**Stored data entries:**
———
//! Core value types shared by the cell codec and the raffle layouts.
//!
//! - `Hash`: 32-byte account ids, dictionary keys and cell hashes
//! - `Address`: workchain + account id, stored in the `addr_std` form
//! - `Coins`: nanocoin amounts, stored with the `var_uint 16` encoding
//! - `EncodeSink`/`Encode`: byte streaming used for cell representation hashing

pub mod address;
pub mod coins;
pub mod encoding;
pub mod hash;
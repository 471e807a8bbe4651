//! Storage cell encoder and decoder.

use crate::cell::{Builder, Cell, Slice};
use crate::debug;
use crate::dict::{decode_dict, encode_dict};
use crate::error::CodecError;
use crate::raffle::{COUNT_BITS, MAX_NFTS_PER_SIDE, NftSet, RaffleState, STATE_BITS};
use crate::types::address::Address;
use crate::types::coins::Coins;

/// Scalar part of the state sub-cell.
#[derive(Debug, Clone, Copy, PartialEq, Eq)]
pub struct StateSlice {
    pub state: RaffleState,
    pub right_nfts_count: u8,
    pub left_nfts_count: u8,
}

/// The three participants.
#[derive(Debug, Clone, Copy, PartialEq, Eq)]
pub struct AddressSlice {
    pub left_user: Address,
    pub right_user: Address,
    /// Administrator allowed to cancel and relay messages.
    pub super_user: Address,
}

/// Commissions owed by each side and the per-NFT coin price.
#[derive(Debug, Clone, Copy, PartialEq, Eq)]
pub struct CommissionSlice {
    pub left_commission: Coins,
    pub right_commission: Coins,
    pub coins_for_nft: Coins,
}

/// One NFT taking part in the raffle.
#[derive(Debug, Clone, Copy, PartialEq, Eq)]
pub struct NftItem {
    /// Address of the NFT item contract; its account id is the dictionary key.
    pub addr: Address,
    pub received: bool,
}

/// NFTs offered by each side.
#[derive(Debug, Clone, Default, PartialEq, Eq)]
pub struct NftSlice {
    pub left_nfts: Vec<NftItem>,
    pub right_nfts: Vec<NftItem>,
}

/// Typed view of the whole contract state.
///
/// Produced by [`decode_storage`] from a storage cell or by
/// [`decode_state`](crate::raffle::state::decode_state) from a get-method
/// result. A dictionary field is `None` when the cell carried no dictionary
/// at all, which is how an empty set is stored.
#[derive(Debug, Clone, PartialEq, Eq)]
pub struct StorageSnapshot {
    pub state: RaffleState,
    pub right_nfts_count: u8,
    pub right_nfts_received: u8,
    pub left_nfts_count: u8,
    pub left_nfts_received: u8,
    pub left_user: Address,
    pub right_user: Address,
    pub super_user: Address,
    pub left_commission: Coins,
    pub right_commission: Coins,
    pub left_coins_got: Coins,
    pub right_coins_got: Coins,
    pub coins_for_nft: Coins,
    pub left_nfts: Option<NftSet>,
    pub right_nfts: Option<NftSet>,
    pub raffled_nfts: Option<NftSet>,
}

impl StorageSnapshot {
    /// Received flag of `nft` in the left set; absent dictionaries hold nothing.
    pub fn left_received(&self, nft: &Address) -> Option<bool> {
        self.left_nfts.as_ref()?.get(&nft.hash).copied()
    }

    pub fn right_received(&self, nft: &Address) -> Option<bool> {
        self.right_nfts.as_ref()?.get(&nft.hash).copied()
    }

    pub fn raffled_received(&self, nft: &Address) -> Option<bool> {
        self.raffled_nfts.as_ref()?.get(&nft.hash).copied()
    }
}

fn check_count(side: &str, count: u8) -> Result<(), CodecError> {
    if count > MAX_NFTS_PER_SIDE {
        return Err(CodecError::ValueOutOfRange(format!(
            "{side} NFT count {count} exceeds {MAX_NFTS_PER_SIDE}"
        )));
    }
    Ok(())
}

/// Collects `items` into `set`, rejecting repeated NFTs.
fn insert_items(set: &mut NftSet, items: &[NftItem]) -> Result<(), CodecError> {
    for item in items {
        if set.insert(item.addr.hash, item.received).is_some() {
            return Err(CodecError::DuplicateKey(item.addr.hash));
        }
    }
    Ok(())
}

fn encode_state_cell(slice: &StateSlice) -> Result<Cell, CodecError> {
    check_count("right", slice.right_nfts_count)?;
    check_count("left", slice.left_nfts_count)?;

    let mut b = Builder::new();
    b.store_uint(slice.state.code() as u128, STATE_BITS)?
        .store_uint(slice.right_nfts_count as u128, COUNT_BITS)?
        .store_zeros(COUNT_BITS)?
        .store_uint(slice.left_nfts_count as u128, COUNT_BITS)?
        .store_zeros(COUNT_BITS)?;
    Ok(b.end_cell())
}

fn encode_address_cell(slice: &AddressSlice) -> Result<Cell, CodecError> {
    let mut b = Builder::new();
    b.store_address(&slice.left_user)?
        .store_address(&slice.right_user)?
        .store_address(&slice.super_user)?;
    Ok(b.end_cell())
}

fn encode_commission_cell(slice: &CommissionSlice) -> Result<Cell, CodecError> {
    let mut b = Builder::new();
    b.store_coins(slice.left_commission)?
        .store_coins(slice.right_commission)?
        .store_coins(Coins::ZERO)?
        .store_coins(Coins::ZERO)?
        .store_coins(slice.coins_for_nft)?;
    Ok(b.end_cell())
}

fn encode_nft_cell(slice: &NftSlice) -> Result<Cell, CodecError> {
    let mut left = NftSet::new();
    insert_items(&mut left, &slice.left_nfts)?;
    let mut right = NftSet::new();
    insert_items(&mut right, &slice.right_nfts)?;

    let mut raffled = left.clone();
    insert_items(&mut raffled, &slice.right_nfts)?;

    let mut b = Builder::new();
    b.store_dict(encode_dict(&left)?)?
        .store_dict(encode_dict(&right)?)?
        .store_dict(encode_dict(&raffled)?)?;
    Ok(b.end_cell())
}

/// Builds the storage cell for a new raffle instance.
///
/// Fails with `ValueOutOfRange` if either NFT count exceeds 15 or a coin
/// amount needs more than 15 bytes, and with `DuplicateKey` if an NFT is
/// listed twice (on either side).
pub fn encode_storage(
    state: &StateSlice,
    addresses: &AddressSlice,
    commissions: &CommissionSlice,
    nfts: &NftSlice,
) -> Result<Cell, CodecError> {
    let mut root = Builder::new();
    root.store_ref(encode_state_cell(state)?)?
        .store_ref(encode_address_cell(addresses)?)?
        .store_ref(encode_commission_cell(commissions)?)?
        .store_ref(encode_nft_cell(nfts)?)?;

    debug!(
        "encoded raffle storage: state={} left={}/{} right={}/{}",
        state.state,
        nfts.left_nfts.len(),
        state.left_nfts_count,
        nfts.right_nfts.len(),
        state.right_nfts_count
    );
    Ok(root.end_cell())
}

fn load_count(s: &mut Slice<'_>) -> Result<u8, CodecError> {
    Ok(s.load_uint(COUNT_BITS)? as u8)
}

/// Parses a storage cell back into a snapshot.
///
/// The counters and collected-coin slots the encoder leaves at zero are read
/// as whatever the contract has written there since.
pub fn decode_storage(cell: &Cell) -> Result<StorageSnapshot, CodecError> {
    let mut root = cell.parse();
    let state_cell = root.load_ref()?;
    let address_cell = root.load_ref()?;
    let commission_cell = root.load_ref()?;
    let nft_cell = root.load_ref()?;

    let mut s = state_cell.parse();
    let state = RaffleState::try_from(s.load_uint(STATE_BITS)? as u8)?;
    let right_nfts_count = load_count(&mut s)?;
    let right_nfts_received = load_count(&mut s)?;
    let left_nfts_count = load_count(&mut s)?;
    let left_nfts_received = load_count(&mut s)?;

    let mut a = address_cell.parse();
    let left_user = a.load_address()?;
    let right_user = a.load_address()?;
    let super_user = a.load_address()?;

    let mut c = commission_cell.parse();
    let left_commission = c.load_coins()?;
    let right_commission = c.load_coins()?;
    let left_coins_got = c.load_coins()?;
    let right_coins_got = c.load_coins()?;
    let coins_for_nft = c.load_coins()?;

    let mut d = nft_cell.parse();
    let left_nfts = d.load_dict()?.map(|r| decode_dict(Some(r))).transpose()?;
    let right_nfts = d.load_dict()?.map(|r| decode_dict(Some(r))).transpose()?;
    let raffled_nfts = d.load_dict()?.map(|r| decode_dict(Some(r))).transpose()?;

    Ok(StorageSnapshot {
        state,
        right_nfts_count,
        right_nfts_received,
        left_nfts_count,
        left_nfts_received,
        left_user,
        right_user,
        super_user,
        left_commission,
        right_commission,
        left_coins_got,
        right_coins_got,
        coins_for_nft,
        left_nfts,
        right_nfts,
        raffled_nfts,
    })
}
———
**Activity:** In the data above, find the line with "repository 471e807a8bbe4651" and the line with "pub struct NftItem". Retype both, plus every line between them, exactly.

**Output:**
repository 471e807a8bbe4651
//! Storage cell encoder and decoder.

use crate::cell::{Builder, Cell, Slice};
use crate::debug;
use crate::dict::{decode_dict, encode_dict};
use crate::error::CodecError;
use crate::raffle::{COUNT_BITS, MAX_NFTS_PER_SIDE, NftSet, RaffleState, STATE_BITS};
use crate::types::address::Address;
use crate::types::coins::Coins;

/// Scalar part of the state sub-cell.
#[derive(Debug, Clone, Copy, PartialEq, Eq)]
pub struct StateSlice {
    pub state: RaffleState,
    pub right_nfts_count: u8,
    pub left_nfts_count: u8,
}

/// The three participants.
#[derive(Debug, Clone, Copy, PartialEq, Eq)]
pub struct AddressSlice {
    pub left_user: Address,
    pub right_user: Address,
    /// Administrator allowed to cancel and relay messages.
    pub super_user: Address,
}

/// Commissions owed by each side and the per-NFT coin price.
#[derive(Debug, Clone, Copy, PartialEq, Eq)]
pub struct CommissionSlice {
    pub left_commission: Coins,
    pub right_commission: Coins,
    pub coins_for_nft: Coins,
}

/// One NFT taking part in the raffle.
#[derive(Debug, Clone, Copy, PartialEq, Eq)]
pub struct NftItem {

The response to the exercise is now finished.